Recordándonos aquello que Freud atribuía al genio del artista, el talento para crear con las palabras y las imágenes, los semblantes en donde alojar nuestros informes y caóticas sensaciones de placer y tristeza con las que vamos construyendo nuestro mundo. Nombres, palabras, discursos revelan nuestra humanidad porque evocan aquellas palabras que produjeron un eco privilegiado en la avalancha de las voces dejando una huella imborrable en nuestra carne.
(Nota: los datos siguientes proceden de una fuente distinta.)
use ccgen_build::{
    FixedPrefix, GenError, Generator, GeneratorConfig, LookupPolicy, PackageQuery,
    PrefixResolver,
};
use clap::Parser;
use miette::{miette, Result};
use std::io::Write;
use std::path::{Path, PathBuf};

#[derive(Parser, Debug)]
#[command(name = "ccgen")]
#[command(author, version, about = "Generate compile_commands.json for the C files in a directory")]
struct Cli {
    /// Directory to scan and write into
    #[arg(short, long, default_value = ".")]
    dir: PathBuf,

    /// Config file (defaults to ccgen.toml in the scanned directory)
    #[arg(short, long)]
    config: Option<PathBuf>,

    /// Output file name
    #[arg(short, long)]
    output: Option<PathBuf>,

    /// Use this package prefix instead of running the query command
    #[arg(long)]
    prefix: Option<String>,

    /// Fail if the package prefix lookup fails
    #[arg(long)]
    strict: bool,

    /// Print the database instead of writing it
    #[arg(long)]
    stdout: bool,

    /// Increase log verbosity (-v info, -vv debug)
    #[arg(short, long, action = clap::ArgAction::Count)]
    verbose: u8,
}

impl Cli {
    fn log_level(&self) -> log::LevelFilter {
        match self.verbose {
            0 => log::LevelFilter::Warn,
            1 => log::LevelFilter::Info,
            _ => log::LevelFilter::Debug,
        }
    }

    fn load_config(&self) -> Result<GeneratorConfig> {
        let mut config = match &self.config {
            Some(path) => GeneratorConfig::from_file(path)
                .map_err(|e| miette!("Failed to load config {}: {}", path.display(), e))?,
            None => GeneratorConfig::load(&self.dir)
                .map_err(|e| miette!("Failed to load config from {}: {}", self.dir.display(), e))?,
        };

        if let Some(output) = &self.output {
            config.output = output.clone();
        }
        if self.strict {
            config.on_lookup_failure = LookupPolicy::Abort;
        }
        Ok(config)
    }

    fn resolver(&self, config: &GeneratorConfig) -> Result<Box<dyn PrefixResolver>> {
        match &self.prefix {
            Some(prefix) => Ok(Box::new(FixedPrefix(prefix.clone()))),
            None => {
                let query = PackageQuery::from_command_line(&config.query)
                    .map_err(|e| miette!("Invalid prefix query: {}", e))?;
                Ok(Box::new(query))
            }
        }
    }
}

fn generation_error(err: GenError, dir: &Path) -> miette::Report {
    match err {
        GenError::PrefixLookup { .. } => miette!("Failed to resolve include path: {}", err),
        _ => miette!("Failed to generate compile_commands.json in {}: {}", dir.display(), err),
    }
}

/// Write the database to its output file, or render it to `out` instead.
fn emit<R: PrefixResolver>(
    generator: &Generator<R>,
    dir: &Path,
    to_stdout: bool,
    out: &mut impl Write,
) -> Result<()> {
    if to_stdout {
        let json = generator
            .generate(dir)
            .and_then(|commands| commands.to_json_pretty())
            .map_err(|e| generation_error(e, dir))?;
        writeln!(out, "{}", json).map_err(|e| miette!("Failed to print database: {}", e))?;
    } else {
        let path = generator.run(dir).map_err(|e| generation_error(e, dir))?;
        log::debug!("database at {}", path.display());
    }
    Ok(())
}

fn main() -> Result<()> {
    miette::set_hook(Box::new(|_| {
        Box::new(
            miette::MietteHandlerOpts::new()
                .terminal_links(true)
                .unicode(true)
                .context_lines(3)
                .build(),
        )
    }))?;

    let cli = Cli::parse();

    env_logger::Builder::new()
        .write_style(env_logger::WriteStyle::Auto)
        .filter_level(cli.log_level())
        .parse_default_env()
        .init();

    let config = cli.load_config()?;
    let resolver = cli.resolver(&config)?;
    let generator = Generator::new(config, resolver);

    emit(&generator, &cli.dir, cli.stdout, &mut std::io::stdout().lock())
}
Así Owen pudo construir una historia suya e inventar un personaje llamado, Fuzzbutch que reúne todos los poderes malos; en su figura se condensa el pánico inconmensurable al que se enfrentaba cuando se quedó solo, sin los otros, sin amigos, sin palabras para pedir socorro, perdido en las sombras del agujero negro.
El momento de la película en el cual los miembros del club Disney reciben a los actores reales, aquellos que han dado voz a los personajes ficticios en las pelis es, sin duda, uno de los más emocionantes. Owen rezuma satisfacción en el instante en que el mundo de la realidad y el de la ficción se cruzan, mezclándose en una fiesta de simpatía y fraternidad. Es el momento en que se comparten los mayores bienes, los verdaderos dones, aquellos en que los seres hablantes celebran su humanidad.